After the parameter estimates are determined, the exponential family dispersion parameter is assumed to be given by the deviance divided by the degrees of freedom. All statistics such as standard errors and likelihood ratio statistics are adjusted appropriately.

SCORING=number

requests that on iterations up to number, the Hessian matrix be computed using the Fisher scoring method. For further iterations, the full Hessian matrix is computed. The default value is 1. A value of 0 causes all iterations to use the full Hessian matrix, and a value greater than or equal to the value of the MAXITER option causes all iterations to use Fisher scoring. The value of the SCORING= option must be 0 or a positive integer.

SINGULAR=number

sets the tolerance for testing singularity of the information matrix and the crossproducts matrix. Roughly, the test requires that a pivot be at least this number times the original diagonal value. By default, number is $10^7$ times the machine epsilon. The default number is approximately $10^{-9}$ on most machines. This value also controls the check on estimability for ESTIMATE and CONTRAST statements.

TYPE1

requests that a Type 1, or sequential, analysis be performed. This consists of sequentially fitting models, beginning with the null (intercept term only) model and continuing up to the model specified in the MODEL statement. The likelihood ratio statistic between each successive pair of models is computed and displayed in a table.

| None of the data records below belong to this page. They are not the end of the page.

use crate::matrix::Matrix;
use crate::tuple::Tuple4D;
use crate::error::{ TraceError, TraceResult };

/// Affine transformation builders.
///
/// Every builder returns a 4x4 identity matrix with a few entries overwritten.
/// The chaining helpers (`translate`, `scale`, `rotate_x` and friends)
/// left-multiply a new transform onto an existing matrix, so a chain reads in
/// the order its steps act on a point:
///
/// ```
/// # use sphere_tracer::tuple::Tuple4D;
/// # use sphere_tracer::matrix::Matrix;
/// let t = Matrix::identity()
///     .rotate_x(std::f64::consts::PI / 2.0)
///     .scale(5.0, 5.0, 5.0)
///     .translate(10.0, 5.0, 7.0);
/// let p = Tuple4D::point(1.0, 0.0, 1.0);
/// assert_eq!(t * p, Tuple4D::point(15.0, 0.0, 7.0));
/// ```
///
/// The chaining helpers panic if `self` isn't 4x4.
impl Matrix {
    /// Instantiates a 4x4 translation matrix.
    ///
    /// This matrix offsets a point by `x`, `y` and `z`. Vectors are
    /// unaffected.
    pub fn translation(x: f64, y: f64, z: f64) -> Matrix {
        let mut trans = Matrix::identity();
        trans[(0, 3)] = x;
        trans[(1, 3)] = y;
        trans[(2, 3)] = z;

        trans
    }

    /// Instantiates a 4x4 scaling matrix.
    ///
    /// This matrix scales vectors or points by `x`, `y` and `z` along the X, Y
    /// and Z axes, respectively. A negative factor reflects across that axis.
    pub fn scaling(x: f64, y: f64, z: f64) -> Matrix {
        let mut scale = Matrix::identity();
        scale[(0, 0)] = x;
        scale[(1, 1)] = y;
        scale[(2, 2)] = z;

        scale
    }

    /// Instantiates a 4x4 rotation matrix, rotating about the X axis.
    ///
    /// Assumes that parameter `r` is in radians.
    ///
    /// # Examples
    ///
    /// Create a matrix to rotate a point 90 degrees about the X axis:
    ///
    /// ```
    /// # use sphere_tracer::tuple::Tuple4D;
    /// # use sphere_tracer::matrix::Matrix;
    /// let point = Tuple4D::point(0.0, 1.0, 0.0);
    /// let m = Matrix::rotation_x(std::f64::consts::PI / 2.0);
    /// assert_eq!(m * point, Tuple4D::point(0.0, 0.0, 1.0));
    /// ```
    pub fn rotation_x(r: f64) -> Matrix {
        let mut rotate = Matrix::identity();
        rotate[(1, 1)] =  r.cos();
        rotate[(1, 2)] = -r.sin();
        rotate[(2, 1)] =  r.sin();
        rotate[(2, 2)] =  r.cos();

        rotate
    }

    /// Instantiates a 4x4 rotation matrix, rotating about the Y axis.
    ///
    /// Assumes that parameter `r` is in radians.
    ///
    /// ```
    /// # use sphere_tracer::tuple::Tuple4D;
    /// # use sphere_tracer::matrix::Matrix;
    /// let point = Tuple4D::point(1.0, 0.0, 0.0);
    /// let m = Matrix::rotation_y(std::f64::consts::PI / 2.0);
    /// assert_eq!(m * point, Tuple4D::point(0.0, 0.0, -1.0));
    /// ```
    pub fn rotation_y(r: f64) -> Matrix {
        let mut rotate = Matrix::identity();
        rotate[(0, 0)] =  r.cos();
        rotate[(0, 2)] =  r.sin();
        rotate[(2, 0)] = -r.sin();
        rotate[(2, 2)] =  r.cos();

        rotate
    }

    /// Instantiates a 4x4 rotation matrix, rotating about the Z axis.
    ///
    /// Assumes that parameter `r` is in radians.
    pub fn rotation_z(r: f64) -> Matrix {
        let mut rotate = Matrix::identity();
        rotate[(0, 0)] =  r.cos();
        rotate[(0, 1)] = -r.sin();
        rotate[(1, 0)] =  r.sin();
        rotate[(1, 1)] =  r.cos();

        rotate
    }

    /// Instantiates a 4x4 shearing matrix.
    ///
    /// A shear moves each coordinate in proportion to the other two. The
    /// parameter `xy` is how much `x` changes in proportion to `y`, `xz` is
    /// how much `x` changes in proportion to `z`, and so on.
    ///
    /// ```text
    /// ------          ------
    /// |    |          \     \
    /// |    |   -->     \     \
    /// ------            ------
    /// ```
    ///
    /// # Examples
    ///
    /// ```
    /// # use sphere_tracer::tuple::Tuple4D;
    /// # use sphere_tracer::matrix::Matrix;
    /// let point = Tuple4D::point(2.0, 3.0, 4.0);
    /// let m = Matrix::shearing(1.0, 0.0, 0.0, 0.0, 0.0, 0.0);
    /// assert_eq!(m * point, Tuple4D::point(5.0, 3.0, 4.0));
    /// ```
    pub fn shearing(xy: f64, xz: f64, yx: f64, yz: f64, zx: f64, zy: f64)
        -> Matrix {
        let mut shear = Matrix::identity();
        shear[(0, 1)] = xy;
        shear[(0, 2)] = xz;
        shear[(1, 0)] = yx;
        shear[(1, 2)] = yz;
        shear[(2, 0)] = zx;
        shear[(2, 1)] = zy;

        shear
    }

    /// Generates a view transformation.
    ///
    /// The view transform orients the world from the perspective of an eye.
    /// The `from` parameter is where the eye is, the `to` parameter is where
    /// the eye is looking, and the `up` parameter indicates where "up" is in
    /// the world. `up` doesn't need to be exactly perpendicular to the line of
    /// sight.
    ///
    /// Note that the view transformation moves the *world* with respect to the
    /// eye, not the other way around.
    ///
    /// Fails if `from` or `to` isn't a point, or `up` isn't a vector.
    pub fn view_transform(from: Tuple4D, to: Tuple4D, up: Tuple4D)
        -> TraceResult<Matrix> {
        if !from.is_point() || !to.is_point() {
            return Err(TraceError::GeometricTypeViolation(
                "view transform eye and target must be points"
            ));
        }

        if !up.is_vector() {
            return Err(TraceError::GeometricTypeViolation(
                "view transform up direction must be a vector"
            ));
        }

        let forward = to.try_sub(from)?.normalize()?;
        let left = forward.cross(&up.normalize()?)?;
        let true_up = left.cross(&forward)?;

        let mut orientation = Matrix::identity();
        orientation[(0, 0)] = left.x;
        orientation[(0, 1)] = left.y;
        orientation[(0, 2)] = left.z;

        orientation[(1, 0)] = true_up.x;
        orientation[(1, 1)] = true_up.y;
        orientation[(1, 2)] = true_up.z;

        orientation[(2, 0)] = -forward.x;
        orientation[(2, 1)] = -forward.y;
        orientation[(2, 2)] = -forward.z;

        Ok(orientation * Matrix::translation(-from.x, -from.y, -from.z))
    }

    /// Applies a translation after `self`.
    pub fn translate(&self, x: f64, y: f64, z: f64) -> Matrix {
        Matrix::translation(x, y, z) * *self
    }

    /// Applies a scaling after `self`.
    pub fn scale(&self, x: f64, y: f64, z: f64) -> Matrix {
        Matrix::scaling(x, y, z) * *self
    }

    /// Applies a rotation about the X axis after `self`.
    pub fn rotate_x(&self, r: f64) -> Matrix {
        Matrix::rotation_x(r) * *self
    }

    /// Applies a rotation about the Y axis after `self`.
    pub fn rotate_y(&self, r: f64) -> Matrix {
        Matrix::rotation_y(r) * *self
    }

    /// Applies a rotation about the Z axis after `self`.
    pub fn rotate_z(&self, r: f64) -> Matrix {
        Matrix::rotation_z(r) * *self
    }

    /// Applies a shear after `self`.
    pub fn shear(&self, xy: f64, xz: f64, yx: f64, yz: f64, zx: f64, zy: f64)
        -> Matrix {
        Matrix::shearing(xy, xz, yx, yz, zx, zy) * *self
    }
}

#[test]
fn translation() {
    let transform = Matrix::translation(5.0, -3.0, 2.0);
    let point = Tuple4D::point(-3.0, 4.0, 5.0);

    assert_eq!(transform * point, Tuple4D::point(2.0, 1.0, 7.0));
}

#[test]
fn translation_inverse() {
    let transform = Matrix::translation(5.0, -3.0, 2.0).inverse().unwrap();
    let point = Tuple4D::point(-3.0, 4.0, 5.0);

    assert_eq!(transform * point, Tuple4D::point(-8.0, 7.0, 3.0));
}

#[test]
fn translation_ignores_vectors() {
    let transform = Matrix::translation(5.0, -3.0, 2.0);
    let vector = Tuple4D::vector(-3.0, 4.0, 5.0);

    assert_eq!(transform * vector, vector);
}

#[test]
fn scaling() {
    let transform = Matrix::scaling(2.0, 3.0, 4.0);

    assert_eq!(transform * Tuple4D::point(-4.0, 6.0, 8.0),
        Tuple4D::point(-8.0, 18.0, 32.0));
    assert_eq!(transform * Tuple4D::vector(-4.0, 6.0, 8.0),
        Tuple4D::vector(-8.0, 18.0, 32.0));
}

#[test]
fn scaling_inverse() {
    let transform = Matrix::scaling(2.0, 3.0, 4.0).inverse().unwrap();
    let vector = Tuple4D::vector(-4.0, 6.0, 8.0);

    assert_eq!(transform * vector, Tuple4D::vector(-2.0, 2.0, 2.0));
}

#[test]
fn scaling_reflection() {
    let transform = Matrix::scaling(-1.0, 1.0, 1.0);
    let point = Tuple4D::point(2.0, 3.0, 4.0);

    assert_eq!(transform * point, Tuple4D::point(-2.0, 3.0, 4.0));
}

#[test]
fn rotate_x() {
    let half_quarter = Matrix::rotation_x(std::f64::consts::PI / 4.0);
    let full_quarter = Matrix::rotation_x(std::f64::consts::PI / 2.0);
    let point = Tuple4D::point(0.0, 1.0, 0.0);

    assert_eq!(full_quarter * point,
        Tuple4D::point(0.0, 0.0, 1.0));
    assert_eq!(half_quarter * point,
        Tuple4D::point(0.0, 2.0f64.sqrt() / 2.0, 2.0f64.sqrt() / 2.0));
}

#[test]
fn rotate_x_inverse_goes_backwards() {
    let half_quarter = Matrix::rotation_x(std::f64::consts::PI / 4.0);
    let inv = half_quarter.inverse().unwrap();
    let point = Tuple4D::point(0.0, 1.0, 0.0);

    assert_eq!(inv * point,
        Tuple4D::point(0.0, 2.0f64.sqrt() / 2.0, -2.0f64.sqrt() / 2.0));
}

#[test]
fn rotate_y() {
    let half_quarter = Matrix::rotation_y(std::f64::consts::PI / 4.0);
    let full_quarter = Matrix::rotation_y(std::f64::consts::PI / 2.0);
    let point = Tuple4D::point(0.0, 0.0, 1.0);

    assert_eq!(full_quarter * point,
        Tuple4D::point(1.0, 0.0, 0.0));
    assert_eq!(half_quarter * point,
        Tuple4D::point(2.0f64.sqrt() / 2.0, 0.0, 2.0f64.sqrt() / 2.0));
}

#[test]
fn rotate_y_sign_pattern() {
    let r = Matrix::rotation_y(std::f64::consts::PI / 6.0);

    assert!(r[(0, 2)] > 0.0);
    assert!(r[(2, 0)] < 0.0);
    assert_eq!(r[(0, 2)], -r[(2, 0)]);
}

#[test]
fn rotate_z() {
    let half_quarter = Matrix::rotation_z(std::f64::consts::PI / 4.0);
    let full_quarter = Matrix::rotation_z(std::f64::consts::PI / 2.0);
    let point = Tuple4D::point(0.0, 1.0, 0.0);

    assert_eq!(full_quarter * point,
        Tuple4D::point(-1.0, 0.0, 0.0));
    assert_eq!(half_quarter * point,
        Tuple4D::point(-2.0f64.sqrt() / 2.0, 2.0f64.sqrt() / 2.0, 0.0));
}

#[test]
fn shear_each_axis() {
    let point = Tuple4D::point(2.0, 3.0, 4.0);
    let cases = [
        ([1.0, 0.0, 0.0, 0.0, 0.0, 0.0], Tuple4D::point(5.0, 3.0, 4.0)),
        ([0.0, 1.0, 0.0, 0.0, 0.0, 0.0], Tuple4D::point(6.0, 3.0, 4.0)),
        ([0.0, 0.0, 1.0, 0.0, 0.0, 0.0], Tuple4D::point(2.0, 5.0, 4.0)),
        ([0.0, 0.0, 0.0, 1.0, 0.0, 0.0], Tuple4D::point(2.0, 7.0, 4.0)),
        ([0.0, 0.0, 0.0, 0.0, 1.0, 0.0], Tuple4D::point(2.0, 3.0, 6.0)),
        ([0.0, 0.0, 0.0, 0.0, 0.0, 1.0], Tuple4D::point(2.0, 3.0, 7.0)),
    ];

    for (f, expected) in cases.iter() {
        let transform = Matrix::shearing(f[0], f[1], f[2], f[3], f[4], f[5]);
        assert_eq!(transform * point, *expected);
    }
}

#[test]
fn individual_transforms_in_sequence() {
    let p = Tuple4D::point(1.0, 0.0, 1.0);
    let a = Matrix::rotation_x(std::f64::consts::PI / 2.0);
    let b = Matrix::scaling(5.0, 5.0, 5.0);
    let c = Matrix::translation(10.0, 5.0, 7.0);

    let p2 = a * p;
    assert_eq!(p2, Tuple4D::point(1.0, -1.0, 0.0));
    let p3 = b * p2;
    assert_eq!(p3, Tuple4D::point(5.0, -5.0, 0.0));
    let p4 = c * p3;
    assert_eq!(p4, Tuple4D::point(15.0, 0.0, 7.0));

    assert_eq!(c * b * a * p, p4);
}

#[test]
fn chained_helpers_apply_in_call_order() {
    let p = Tuple4D::point(1.0, 0.0, 1.0);
    let chained = Matrix::identity()
        .rotate_x(std::f64::consts::PI / 2.0)
        .scale(5.0, 5.0, 5.0)
        .translate(10.0, 5.0, 7.0);
    let manual = Matrix::translation(10.0, 5.0, 7.0)
        * Matrix::scaling(5.0, 5.0, 5.0)
        * Matrix::rotation_x(std::f64::consts::PI / 2.0);

    assert_eq!(chained, manual);
    assert_eq!(chained * p, Tuple4D::point(15.0, 0.0, 7.0));

    // Reversing the calls scales the translation as well.
    let reversed = Matrix::identity()
        .translate(10.0, 5.0, 7.0)
        .scale(5.0, 5.0, 5.0)
        .rotate_x(std::f64::consts::PI / 2.0);
    assert_ne!(reversed * p, chained * p);
}

#[test]
fn chained_shear() {
    let m = Matrix::identity().shear(1.0, 0.0, 0.0, 0.0, 0.0, 0.0).rotate_z(0.0);

    assert_eq!(m * Tuple4D::point(2.0, 3.0, 4.0), Tuple4D::point(5.0, 3.0, 4.0));
}

#[test]
fn default_view() {
    let from = Tuple4D::point(0.0, 0.0, 0.0);
    let to = Tuple4D::point(0.0, 0.0, -1.0);
    let up = Tuple4D::vector(0.0, 1.0, 0.0);

    assert_eq!(Matrix::view_transform(from, to, up), Ok(Matrix::identity()));
}

#[test]
fn positive_z_view() {
    let from = Tuple4D::point(0.0, 0.0, 0.0);
    let to = Tuple4D::point(0.0, 0.0, 1.0);
    let up = Tuple4D::vector(0.0, 1.0, 0.0);

    assert_eq!(Matrix::view_transform(from, to, up),
        Ok(Matrix::scaling(-1.0, 1.0, -1.0)));
}

#[test]
fn view_moves_world() {
    let from = Tuple4D::point(0.0, 0.0, 8.0);
    let to = Tuple4D::point(0.0, 0.0, 0.0);
    let up = Tuple4D::vector(0.0, 1.0, 0.0);

    assert_eq!(Matrix::view_transform(from, to, up),
        Ok(Matrix::translation(0.0, 0.0, -8.0)));
}

#[test]
fn arbitrary_view() {
    let from = Tuple4D::point(1.0, 3.0, 2.0);
    let to = Tuple4D::point(4.0, -2.0, 8.0);
    let up = Tuple4D::vector(1.0, 1.0, 0.0);

    let expected: Matrix = [ -0.50709, 0.50709,  0.67612, -2.36643,
                              0.76772, 0.60609,  0.12122, -2.82843,
                             -0.35857, 0.59761, -0.71714,  0.00000,
                              0.00000, 0.00000,  0.00000,  1.00000, ].into();

    assert_eq!(Matrix::view_transform(from, to, up), Ok(expected));
}

#[test]
fn view_rejects_wrong_kinds() {
    let p = Tuple4D::point(0.0, 0.0, 0.0);
    let v = Tuple4D::vector(0.0, 1.0, 0.0);

    assert!(matches!(Matrix::view_transform(v, p, v),
        Err(TraceError::GeometricTypeViolation(_))));
    assert!(matches!(Matrix::view_transform(p, v, v),
        Err(TraceError::GeometricTypeViolation(_))));
    assert!(matches!(Matrix::view_transform(p, Tuple4D::point(0.0, 0.0, 1.0), p),
        Err(TraceError::GeometricTypeViolation(_))));
}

A Type 1 analysis is not available for GEE models, since there is no associated likelihood.

TYPE3

requests that statistics for Type 3 contrasts be computed for each effect specified in the MODEL statement. The default analysis is to compute likelihood ratio statistics for the contrasts or score statistics for GEEs. Wald statistics are computed if the WALD option is also specified.

WALD

requests Wald statistics for Type 3 contrasts. You must also specify the TYPE3 option in order to compute Type 3 Wald statistics.

WALDCI

requests that two-sided Wald confidence intervals for all model parameters be computed based on the asymptotic normality of the parameter estimators. This computation is not as time-consuming as the LRCI method, since it does not involve an iterative procedure. However, it is thought to be less accurate, especially for small sample sizes. The confidence coefficient can be selected with the ALPHA= option in the same way as for the LRCI option.

XVARS

requests that the regression variables be included in the OBSTATS table.